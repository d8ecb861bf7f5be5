use lazy_static::lazy_static;
use regex::Regex;
use serde_json::json;
use sqlx::{PgPool, Postgres, Transaction};
use time::Time;
use tracing::{info, warn};
use uuid::Uuid;

use crate::error::ApiError;
use crate::{items, plans};

use super::dto::NewBlockItem;
use super::repo::{self, Block};

lazy_static! {
    static ref TIME_RE: Regex = Regex::new(r"^(\d{1,2}):(\d{1,2})(?::\d{1,2})?$").unwrap();
}

/// Normalize a time-of-day string to a `Time`. Accepts "H:M", "HH:MM" and
/// "HH:MM:SS" (seconds are discarded; blocks are minute-granular).
pub fn parse_time_of_day(field: &'static str, raw: &str) -> Result<Time, ApiError> {
    let caps = TIME_RE
        .captures(raw.trim())
        .ok_or_else(|| invalid_time(field, raw))?;
    let hour: u8 = caps[1].parse().map_err(|_| invalid_time(field, raw))?;
    let minute: u8 = caps[2].parse().map_err(|_| invalid_time(field, raw))?;
    Time::from_hms(hour, minute, 0).map_err(|_| invalid_time(field, raw))
}

fn invalid_time(field: &str, raw: &str) -> ApiError {
    ApiError::validation_with(
        "invalid time format",
        json!({ field: format!("expected HH:MM, got '{raw}'") }),
    )
}

/// Zero-padded HH:MM, the format block times are reported in.
pub fn format_time_of_day(t: Time) -> String {
    format!("{:02}:{:02}", t.hour(), t.minute())
}

/// Half-open interval intersection: [s1, e1) and [s2, e2) share an instant
/// iff s1 < e2 && s2 < e1. Touching boundaries are not an overlap, so a
/// breakfast ending 09:00 and a lunch starting 09:00 coexist.
pub fn intervals_overlap(s1: Time, e1: Time, s2: Time, e2: Time) -> bool {
    s1 < e2 && s2 < e1
}

/// A validated candidate interval with its meal-type tag.
#[derive(Debug, Clone)]
pub struct BlockWrite {
    pub block_type: String,
    pub time_start: Time,
    pub time_end: Time,
}

impl BlockWrite {
    pub fn new(block_type: String, time_start: &str, time_end: &str) -> Result<Self, ApiError> {
        let time_start = parse_time_of_day("time_start", time_start)?;
        let time_end = parse_time_of_day("time_end", time_end)?;
        if time_start >= time_end {
            return Err(ApiError::validation(
                "time_start must be before time_end",
            ));
        }
        Ok(Self {
            block_type,
            time_start,
            time_end,
        })
    }
}

async fn check_overlap(
    tx: &mut Transaction<'_, Postgres>,
    plan_id: Uuid,
    write: &BlockWrite,
    exclude_id: Option<Uuid>,
) -> Result<(), ApiError> {
    let existing = repo::list_by_plan_tx(tx, plan_id, exclude_id).await?;
    if let Some(conflict) = existing.iter().find(|b| {
        intervals_overlap(write.time_start, write.time_end, b.time_start, b.time_end)
    }) {
        warn!(%plan_id, conflicting_block = %conflict.id, "interval overlaps an existing block");
        return Err(overlap_conflict(write, conflict));
    }
    Ok(())
}

fn overlap_conflict(candidate: &BlockWrite, existing: &Block) -> ApiError {
    ApiError::conflict_with(
        "time interval overlaps an existing block",
        json!({
            "existing_block": {
                "type": existing.block_type,
                "time_start": format_time_of_day(existing.time_start),
                "time_end": format_time_of_day(existing.time_end),
            },
            "new_block": {
                "type": candidate.block_type,
                "time_start": format_time_of_day(candidate.time_start),
                "time_end": format_time_of_day(candidate.time_end),
            },
        }),
    )
}

/// Validate and persist a new block with any inline items, all in one
/// transaction. The plan-row lock serializes concurrent writers on the same
/// plan, so two requests cannot both pass the overlap check and commit
/// overlapping intervals.
pub async fn create_block(
    db: &PgPool,
    plan_id: Uuid,
    write: BlockWrite,
    new_items: Vec<NewBlockItem>,
) -> Result<Block, ApiError> {
    for item in &new_items {
        if item.amount <= 0.0 {
            return Err(ApiError::validation("item amount must be positive"));
        }
    }

    let mut tx = db.begin().await?;

    if !plans::repo::lock_tx(&mut tx, plan_id).await? {
        return Err(ApiError::NotFound("meal plan"));
    }
    check_overlap(&mut tx, plan_id, &write, None).await?;

    let block = repo::insert_tx(
        &mut tx,
        plan_id,
        &write.block_type,
        write.time_start,
        write.time_end,
    )
    .await?;
    for item in &new_items {
        items::repo::insert_tx(&mut tx, block.id, item.dish_id, item.amount, item.note.as_deref())
            .await?;
    }

    tx.commit().await?;
    info!(block_id = %block.id, %plan_id, "meal block created");
    Ok(block)
}

/// Re-validate and persist new bounds for an existing block. The block
/// excludes itself from the overlap check, so saving an unchanged interval
/// never self-conflicts.
pub async fn update_block(
    db: &PgPool,
    block_id: Uuid,
    write: BlockWrite,
) -> Result<Block, ApiError> {
    let mut tx = db.begin().await?;

    let Some(plan_id) = repo::plan_id_of_tx(&mut tx, block_id).await? else {
        return Err(ApiError::NotFound("meal block"));
    };
    if !plans::repo::lock_tx(&mut tx, plan_id).await? {
        return Err(ApiError::NotFound("meal plan"));
    }
    check_overlap(&mut tx, plan_id, &write, Some(block_id)).await?;

    let block = repo::update_tx(
        &mut tx,
        block_id,
        &write.block_type,
        write.time_start,
        write.time_end,
    )
    .await?;

    tx.commit().await?;
    info!(%block_id, %plan_id, "meal block updated");
    Ok(block)
}

#[cfg(test)]
mod time_tests {
    use super::*;
    use time::macros::time;

    #[test]
    fn parses_and_zero_pads_short_forms() {
        assert_eq!(parse_time_of_day("time_start", "8:5").unwrap(), time!(8:05));
        assert_eq!(
            parse_time_of_day("time_start", "09:00").unwrap(),
            time!(9:00)
        );
    }

    #[test]
    fn discards_seconds() {
        assert_eq!(
            parse_time_of_day("time_end", "09:30:45").unwrap(),
            time!(9:30)
        );
    }

    #[test]
    fn rejects_missing_separator() {
        assert!(parse_time_of_day("time_start", "0900").is_err());
    }

    #[test]
    fn rejects_non_numeric() {
        assert!(parse_time_of_day("time_start", "aa:bb").is_err());
    }

    #[test]
    fn rejects_out_of_range() {
        assert!(parse_time_of_day("time_start", "25:00").is_err());
        assert!(parse_time_of_day("time_start", "12:60").is_err());
    }

    #[test]
    fn malformed_time_is_a_validation_error_not_a_conflict() {
        let err = parse_time_of_day("time_start", "breakfast").unwrap_err();
        assert!(matches!(err, ApiError::Validation { .. }));
    }

    #[test]
    fn formats_zero_padded() {
        assert_eq!(format_time_of_day(time!(8:05)), "08:05");
        assert_eq!(format_time_of_day(time!(23:59)), "23:59");
    }
}

#[cfg(test)]
mod overlap_tests {
    use super::*;
    use time::macros::time;

    #[test]
    fn touching_boundaries_do_not_overlap() {
        // breakfast 08:00-09:00, lunch 09:00-10:00
        assert!(!intervals_overlap(
            time!(9:00),
            time!(10:00),
            time!(8:00),
            time!(9:00)
        ));
        assert!(!intervals_overlap(
            time!(8:00),
            time!(9:00),
            time!(9:00),
            time!(10:00)
        ));
    }

    #[test]
    fn partial_overlap_detected() {
        assert!(intervals_overlap(
            time!(8:30),
            time!(9:30),
            time!(8:00),
            time!(9:00)
        ));
    }

    #[test]
    fn containment_detected_both_ways() {
        assert!(intervals_overlap(
            time!(8:00),
            time!(12:00),
            time!(9:00),
            time!(10:00)
        ));
        assert!(intervals_overlap(
            time!(9:00),
            time!(10:00),
            time!(8:00),
            time!(12:00)
        ));
    }

    #[test]
    fn identical_intervals_overlap() {
        assert!(intervals_overlap(
            time!(8:00),
            time!(9:00),
            time!(8:00),
            time!(9:00)
        ));
    }

    #[test]
    fn disjoint_intervals_do_not_overlap() {
        assert!(!intervals_overlap(
            time!(8:00),
            time!(9:00),
            time!(12:00),
            time!(13:00)
        ));
    }

    #[test]
    fn block_write_rejects_inverted_interval() {
        let err = BlockWrite::new("lunch".into(), "13:00", "12:00").unwrap_err();
        assert!(matches!(err, ApiError::Validation { .. }));
        let err = BlockWrite::new("lunch".into(), "12:00", "12:00").unwrap_err();
        assert!(matches!(err, ApiError::Validation { .. }));
    }

    #[test]
    fn conflict_carries_both_blocks() {
        let candidate = BlockWrite::new("lunch".into(), "8:30", "9:30").unwrap();
        let existing = Block {
            id: uuid::Uuid::new_v4(),
            plan_id: uuid::Uuid::new_v4(),
            block_type: "breakfast".into(),
            time_start: time!(8:00),
            time_end: time!(9:00),
            created_at: time::OffsetDateTime::UNIX_EPOCH,
        };
        let ApiError::Conflict { details, .. } = overlap_conflict(&candidate, &existing) else {
            panic!("expected conflict");
        };
        let details = details.unwrap();
        assert_eq!(details["existing_block"]["type"], "breakfast");
        assert_eq!(details["existing_block"]["time_start"], "08:00");
        assert_eq!(details["new_block"]["time_start"], "08:30");
        assert_eq!(details["new_block"]["time_end"], "09:30");
    }
}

•••••

Task prompt: Determine how many lines of the data above contain the string "overlaps", and answer with the number only.

Your response: 2